Orton hopes to do better than he did last year in Baltimore. Then, the Broncos were unbeaten and facing the 3-3 Ravens. Both teams were rested coming off their bye weeks and the Ravens blew the Broncos out of M&T that day 30-7.

The Broncos effort was listless to say the least and it kept Denver winless in Baltimore v. the Ravens. In fact the Broncos are just one of 7 teams that have come to Baltimore more than once since rejoining the NFL in 1996, and have never beaten the Ravens here. The other teams with that distinction are the Cowboys, Lions, Jets, Raiders, and Seahawks.

The Broncos have won in Baltimore though, beating the Colts in 1974 and 1983 at Memorial Stadium.

This week’s Old School focus is on 2 games Baltimore teams have played against the Broncos: one by the Ravens; one by the Colts; one played in Baltimore; one in played Denver. Each of these games would eventually lead their respective teams on a journey towards a championship. For the Ravens, their journey was a relatively short one. For the Broncos the path was long, lasting fifteen seasons.

Baltimore’s Worst Day v. Broncos.

December 11, 1983, Week 15, Mile High Stadium, Denver

Both the Colts and Broncos were awful teams in the strike shortened 1982 season. The Broncos were 2-7, the Colts were the worst at 0-8-1 and drafted 1st in the 1983 draft. They of course selected Stanford QB John Elway on April 26th, who because of his father’s dislike for Colts’ coach Frank Kush threatened not to play for Baltimore and play baseball (another story for another article).
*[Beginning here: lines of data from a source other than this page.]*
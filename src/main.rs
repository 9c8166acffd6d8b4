use anyhow::{Context, Result};
use clap::Parser;
use reqwest::Client;
use std::path::PathBuf;
use std::sync::Arc;
use tracing::{info, warn};
use tracing_subscriber::{fmt, EnvFilter};

mod asset;
mod autoloader;
mod bootstrap;
mod config;
mod document;
mod engine;
mod features;
mod http;
mod injector;
mod provider;
mod render;
#[cfg(test)]
mod test_support;

use autoloader::{builtin_handles, resolver_for, Autoloader};
use config::AutoLoaderOptions;
use document::Document;
use injector::DocumentInjector;
use provider::{HttpProbe, OfflineProbe, Probe};

/// Render every `.markmap` block of an HTML page into an inline mind map
#[derive(Parser)]
#[command(name = "markmap-autoload")]
#[command(author, version, about, long_about = None)]
struct Cli {
    /// HTML page to process
    input: PathBuf,

    /// Write the rendered page here instead of stdout
    #[arg(short, long)]
    output: Option<PathBuf>,

    /// JSON options file (defaults to the page's inline options block)
    #[arg(short, long)]
    config: Option<PathBuf>,

    /// Skip the automatic scan; blocks are rendered by an explicit pass instead
    #[arg(long)]
    manual: bool,

    /// Attach a toolbar to every diagram
    #[arg(long)]
    toolbar: bool,

    /// Per-mirror probe timeout in milliseconds
    #[arg(long, env = "MARKMAP_PROVIDER_TIMEOUT_MS")]
    timeout_ms: Option<u64>,

    /// Do not touch the network: skip probing and inject assets without fetching them
    #[arg(long)]
    offline: bool,

    /// Enable verbose logging
    #[arg(short, long)]
    verbose: bool,
}

#[tokio::main(flavor = "current_thread")]
async fn main() -> Result<()> {
    let cli = Cli::parse();

    // RUST_LOG wins over --verbose
    let filter = EnvFilter::try_from_default_env().unwrap_or_else(|_| {
        if cli.verbose {
            EnvFilter::new("debug")
        } else {
            EnvFilter::new("info")
        }
    });

    fmt()
        .with_env_filter(filter)
        .with_writer(std::io::stderr)
        .init();

    run(cli).await
}

fn load_options(cli: &Cli, document: &Document) -> Result<AutoLoaderOptions> {
    let mut options = match &cli.config {
        Some(path) => AutoLoaderOptions::from_file(path)?,
        None => AutoLoaderOptions::from_document(document)?.unwrap_or_default(),
    };
    if cli.manual {
        options.manual = true;
    }
    if cli.toolbar {
        options.toolbar = true;
    }
    if let Some(timeout_ms) = cli.timeout_ms {
        options.provider_timeout_ms = timeout_ms;
    }
    Ok(options)
}

async fn run(cli: Cli) -> Result<()> {
    let html = std::fs::read_to_string(&cli.input)
        .with_context(|| format!("Failed to read {}", cli.input.display()))?;
    let document = Document::parse(html);
    let options = load_options(&cli, &document)?;

    let (probe, client): (Arc<dyn Probe>, Option<Client>) = if cli.offline {
        info!("Offline mode, assets are injected without being fetched");
        (Arc::new(OfflineProbe), None)
    } else {
        let client = http::build_client()?;
        (Arc::new(HttpProbe::new(client.clone())), Some(client))
    };

    let resolver = Arc::new(resolver_for(&options, probe));
    let injector = Arc::new(DocumentInjector::new(Arc::clone(&document), client));
    let handles = builtin_handles(&resolver);
    let loader = Autoloader::new(options, Arc::clone(&document), resolver, injector, handles);

    let units = match loader.auto_start() {
        Some(scan) => scan.await.context("Render task panicked")??,
        None => loader.render_all().await?,
    };

    let failed = units.iter().filter(|unit| unit.last_error().is_some()).count();
    if failed > 0 {
        warn!("{} of {} markmap blocks could not be rendered", failed, units.len());
    }
    info!(
        "Rendered {} markmap blocks via {}",
        units.len() - failed,
        loader.resolver().provider().unwrap_or("no provider")
    );

    let rendered = document.to_html();
    match &cli.output {
        Some(path) => std::fs::write(path, rendered)
            .with_context(|| format!("Failed to write {}", path.display()))?,
        None => print!("{}", rendered),
    }

    Ok(())
}
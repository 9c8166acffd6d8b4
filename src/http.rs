//! HTTP plumbing for CDN probes and asset downloads.

use anyhow::{Context, Result};
use rand::Rng;
use reqwest::{Client, StatusCode};
use std::time::Duration;
use tokio::time::sleep;
use tracing::debug;

use crate::injector::AssetError;

/// Default request timeout for asset downloads in seconds
pub const DEFAULT_TIMEOUT_SECS: u64 = 30;

const USER_AGENT: &str = concat!("markmap-autoload/", env!("CARGO_PKG_VERSION"));

/// Build the HTTP client shared by the probe and the asset injector.
pub fn build_client() -> Result<Client> {
    Client::builder()
        .timeout(Duration::from_secs(DEFAULT_TIMEOUT_SECS))
        .user_agent(USER_AGENT)
        .build()
        .context("Failed to build HTTP client")
}

/// How often and how patiently a download is retried.
#[derive(Debug, Clone, Copy, PartialEq, Eq)]
pub struct RetryPolicy {
    pub max_retries: usize,
    /// Wait before the first retry; doubled for each further one.
    pub base_delay: Duration,
}

impl Default for RetryPolicy {
    fn default() -> Self {
        Self {
            max_retries: 3,
            base_delay: Duration::from_secs(1),
        }
    }
}

impl RetryPolicy {
    /// Backoff before retry number `retry` (0-based), with up to 25% jitter on top.
    fn delay(&self, retry: usize) -> Duration {
        let factor = 1u32.checked_shl(retry as u32).unwrap_or(u32::MAX);
        let delay = self.base_delay.saturating_mul(factor);
        let max_jitter_ms = (delay.as_millis() / 4).min(u128::from(u64::MAX)) as u64;
        if max_jitter_ms == 0 {
            return delay;
        }
        delay + Duration::from_millis(rand::thread_rng().gen_range(0..=max_jitter_ms))
    }
}

/// CDN answers worth asking again: throttling, timeouts and server-side errors.
fn is_transient_status(status: StatusCode) -> bool {
    matches!(
        status,
        StatusCode::REQUEST_TIMEOUT | StatusCode::TOO_MANY_REQUESTS
    ) || status.is_server_error()
}

enum Attempt {
    Body(Vec<u8>),
    Transient(AssetError),
    Fatal(AssetError),
}

async fn download_once(client: &Client, url: &str) -> Attempt {
    let fetch_error = |e: reqwest::Error| AssetError::Fetch {
        url: url.to_string(),
        message: e.to_string(),
    };

    let response = match client.get(url).send().await {
        Ok(response) => response,
        Err(e) if e.is_timeout() || e.is_connect() => return Attempt::Transient(fetch_error(e)),
        Err(e) => return Attempt::Fatal(fetch_error(e)),
    };

    let status = response.status();
    if !status.is_success() {
        let err = AssetError::Status {
            url: url.to_string(),
            status: status.as_u16(),
        };
        return if is_transient_status(status) {
            Attempt::Transient(err)
        } else {
            Attempt::Fatal(err)
        };
    }

    // A body cut short is as transient as a failed connect.
    match response.bytes().await {
        Ok(body) => Attempt::Body(body.to_vec()),
        Err(e) => Attempt::Transient(fetch_error(e)),
    }
}

/// Download an asset body, retrying transient failures under `policy`.
///
/// The error of the last attempt is returned once retries run out; a non-transient
/// status such as 404 fails at once.
pub async fn download(
    client: &Client,
    url: &str,
    policy: RetryPolicy,
) -> Result<Vec<u8>, AssetError> {
    let mut retries = 0;
    loop {
        match download_once(client, url).await {
            Attempt::Body(body) => return Ok(body),
            Attempt::Fatal(err) => return Err(err),
            Attempt::Transient(err) if retries >= policy.max_retries => {
                debug!("Giving up on {} after {} retries", url, retries);
                return Err(err);
            }
            Attempt::Transient(err) => {
                let delay = policy.delay(retries);
                debug!("{}; retrying in {:?} ({}/{})", err, delay, retries + 1, policy.max_retries);
                sleep(delay).await;
                retries += 1;
            }
        }
    }
}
Anyone with any football sense knew it was a bluff, except of course for the Colts Beefeater induced Robert Irsay who sent Elway on May 2 to the Broncos for their first choice, guard Chris Hinton, quarterback Mark Herrmman, and a draft choice, a true draft steal. After dissing Baltimore, Elway jumped ahead of Irsay temporarily as Baltimore’s public enemy number one.

Almost as a way of throwing more fuel on Baltimore’s fire for Elway, the schedule makers in 1983 did something they rarely do. They had last place teams from different divisions face each other twice in 1983. The Colts and Broncos squared off in Baltimore on September 11 and in Denver on December 11.

In the first meeting with a loud anti Elway crowd booing his every move, the Broncos with Steve DeBerg relieving an ineffective Elway at QB, rallied Denver to a 17-10 win   at Memorial Stadium. The Colts though did get their shots in, getting five sacks on Elway, and holding him to 9-21 passing.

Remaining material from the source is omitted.